La ritroviamo come genesi di tutto e come fine ultimo. Il lucido
Cassio (Roberto Manzi) e il tormentato Bruto (Giandomenico Cupaiuolo),
ridisegnano l’ora del complotto. Tra di loro, in uno scambio
di gesti e pensieri, Casca (Lucas Waldem Zanforlini), il primo
a pugnalare Cesare, personaggio misterioso e dannato.
Nello scorrere del tempo viviamo
l’avvicinarsi dell’atto estremo, organizzato nei
dettagli, ansiosamente bramato nella veglia notturna di Bruto.
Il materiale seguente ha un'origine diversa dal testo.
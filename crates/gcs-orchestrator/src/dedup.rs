//! Duplicate tool-call detection: two calls are the same if their name and
//! parameters match, independent of the LLM's JSON key ordering.

use serde_json::Value;
use std::collections::BTreeMap;

/// A canonical `(name, parameters)` key, stable across key-order
/// differences in `parameters`.
pub fn call_key(name: &str, parameters: &Value) -> (String, String) {
    (name.to_string(), canonicalize(parameters))
}

fn canonicalize(value: &Value) -> String {
    match value {
        Value::Object(map) => {
            let sorted: BTreeMap<&String, String> = map.iter().map(|(k, v)| (k, canonicalize(v))).collect();
            let entries: Vec<String> = sorted.into_iter().map(|(k, v)| format!("{k:?}:{v}")).collect();
            format!("{{{}}}", entries.join(","))
        },
        Value::Array(items) => {
            let entries: Vec<String> = items.iter().map(canonicalize).collect();
            format!("[{}]", entries.join(","))
        },
        other => other.to_string(),
    }
}
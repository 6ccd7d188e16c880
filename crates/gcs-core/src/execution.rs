//! Tool Execution and Tool Result types.

use chrono::{DateTime, Utc};
use serde::{Deserialize, Serialize};
use serde_json::Value;
use uuid::Uuid;

use crate::tool::ApprovalPolicy;

/// Monotonic lifecycle state of a Tool Execution.
#[derive(Debug, Clone, Copy, PartialEq, Eq, Serialize, Deserialize)]
#[serde(rename_all = "snake_case")]
pub enum ToolExecutionState {
    /// Parameters are being validated against the schema.
    Validating,
    /// Waiting on the approval gate.
    AwaitingApproval,
    /// Approved and queued for execution.
    Scheduled,
    /// Routed to the local handler or MCP client; in flight.
    Executing,
    /// Execution finished (success or failure).
    Completed,
}

impl ToolExecutionState {
    /// Whether `next` is a legal forward transition from `self`.
    ///
    /// States progress monotonically; this never allows moving backwards.
    #[must_use]
    pub fn can_advance_to(self, next: Self) -> bool {
        use ToolExecutionState::{AwaitingApproval, Completed, Executing, Scheduled, Validating};
        matches!(
            (self, next),
            (Validating, AwaitingApproval)
                | (Validating, Scheduled)
                | (AwaitingApproval, Scheduled)
                | (AwaitingApproval, Completed)
                | (Scheduled, Executing)
                | (Executing, Completed)
                | (Validating, Completed)
        )
    }
}

/// A single tool invocation tracked for the duration of a turn.
#[derive(Debug, Clone, Serialize, Deserialize)]
pub struct ToolExecution {
    /// Unique execution id.
    pub id: Uuid,
    /// Tool being invoked.
    pub tool_name: String,
    /// Parameters passed to the tool.
    pub parameters: Value,
    /// Current lifecycle state.
    pub state: ToolExecutionState,
    /// Resolved approval policy for this call.
    pub approval_mode: ApprovalPolicy,
    /// Whether approval was granted.
    pub approved: bool,
    /// When the execution was submitted.
    pub submitted_at: DateTime<Utc>,
    /// When execution actually began, if it got that far.
    pub executed_at: Option<DateTime<Utc>>,
    /// When execution finished, if it did.
    pub completed_at: Option<DateTime<Utc>>,
    /// Final result, once completed.
    pub result: Option<ToolResult>,
}

impl ToolExecution {
    /// Start a new execution in the `Validating` state.
    #[must_use]
    pub fn new(tool_name: impl Into<String>, parameters: Value) -> Self {
        Self {
            id: Uuid::new_v4(),
            tool_name: tool_name.into(),
            parameters,
            state: ToolExecutionState::Validating,
            approval_mode: ApprovalPolicy::Default,
            approved: false,
            submitted_at: Utc::now(),
            executed_at: None,
            completed_at: None,
            result: None,
        }
    }

    /// Advance to a new state, enforcing monotonic progression.
    ///
    /// # Panics
    /// Panics if `next` would move the execution backwards; this is an
    /// invariant violation, not a recoverable runtime condition.
    pub fn advance(&mut self, next: ToolExecutionState) {
        assert!(
            self.state.can_advance_to(next),
            "illegal tool execution transition: {:?} -> {:?}",
            self.state,
            next
        );
        self.state = next;
    }

    /// Mark completed with a result.
    pub fn complete(&mut self, result: ToolResult) {
        self.advance(ToolExecutionState::Completed);
        self.completed_at = Some(Utc::now());
        self.result = Some(result);
    }
}

/// The outcome of executing a tool.
///
/// Exactly one of `success = true` (with `llm_content`) or `success =
/// false` (with `error`) holds once the execution has completed.
#[derive(Debug, Clone, Serialize, Deserialize)]
pub struct ToolResult {
    /// Tool that produced this result.
    pub tool_name: String,
    /// Whether the call succeeded.
    pub success: bool,
    /// Content fed back to the LLM as a `tool` message.
    pub llm_content: String,
    /// Content shown to the user (may differ from `llm_content`, e.g. more
    /// verbose or formatted).
    pub display_content: String,
    /// Error detail, present only when `success = false`.
    pub error: Option<String>,
}

impl ToolResult {
    /// Build a success result where LLM and display content are identical.
    #[must_use]
    pub fn success(tool_name: impl Into<String>, content: impl Into<String>) -> Self {
        let content = content.into();
        Self {
            tool_name: tool_name.into(),
            success: true,
            llm_content: content.clone(),
            display_content: content,
            error: None,
        }
    }

    /// Build a failure result.
    #[must_use]
    pub fn failure(tool_name: impl Into<String>, error: impl Into<String>) -> Self {
        let error = error.into();
        Self {
            tool_name: tool_name.into(),
            success: false,
            llm_content: format!("Error: {error}"),
            display_content: error.clone(),
            error: Some(error),
        }
    }

    /// Validate the invariant: success XOR error-present.
    #[must_use]
    pub fn is_well_formed(&self) -> bool {
        self.success == self.error.is_none()
    }
}

#[cfg(test)]
mod tests {
    use super::*;

    #[test]
    fn monotonic_transitions_only() {
        let mut e = ToolExecution::new("t", serde_json::json!({}));
        e.advance(ToolExecutionState::Scheduled);
        e.advance(ToolExecutionState::Executing);
        e.complete(ToolResult::success("t", "ok"));
        assert_eq!(e.state, ToolExecutionState::Completed);
    }

    #[test]
    #[should_panic(expected = "illegal tool execution transition")]
    fn backwards_transition_panics() {
        let mut e = ToolExecution::new("t", serde_json::json!({}));
        e.advance(ToolExecutionState::Scheduled);
        e.advance(ToolExecutionState::Validating);
    }

    #[test]
    fn result_invariant_holds_for_constructors() {
        assert!(ToolResult::success("t", "ok").is_well_formed());
        assert!(ToolResult::failure("t", "bad").is_well_formed());
    }
}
L’attenta e originale regia di Andrea Baracco seleziona
accuratamente i momenti da rappresentare. La lettura che il
regista fa, assieme a Vincenzo Manna, è una lettura
nuova della tragedia, una visione che lascia sul fondo il
protagonista e che porta in primissimo piano l’azione
delittuosa. Ciò che c’è dietro, da chi
è animata, in che modo. Le donne che girano attorno
a Cesare, dalla moglie Calpurnia (Aurora Peres), a Porzia
(Livia Castiglioni), moglie di Bruto.
E poi c’è il buio.
Il buio è Roma: decaduta, corrotta, intimamente sporca.
A tratti alcune lampadine, azionate dagli stessi attori, si
accendono e si spengono, quasi a seguire il flusso dei pensieri
ora privati ora pubblici che animano il gesto. E nel buio
le Idi di marzo si compiono puntuali: il tempo del pensiero
è passato. Ora c’è l’azione, composta
da ventitré linee rosse tracciate sulla grigia e consunta
poltrona di Cesare. Infine c’è Marc’Antonio
(Gabriele Portoghese), e il suo elogio funebre che vibra potente
a scuotere gli animi.
Il “Giulio
Cesare” di Baracco è un susseguirsi
di immagini forti, di trovate originali che gli permettono
si rileggere la congiura e i congiurati in chiave moderna.
Perfetto l’equilibrio tra i personaggi, che portano
in scena corpi leggeri e atletici. Le atmosfere cupe danno
forza al dubbio che assale nell’ora dell’attesa;
sottolineano la tragicità di una città che si
è persa; permeano la brutalità del gesto. Uno
spettacolo intenso per emozione e intenzione.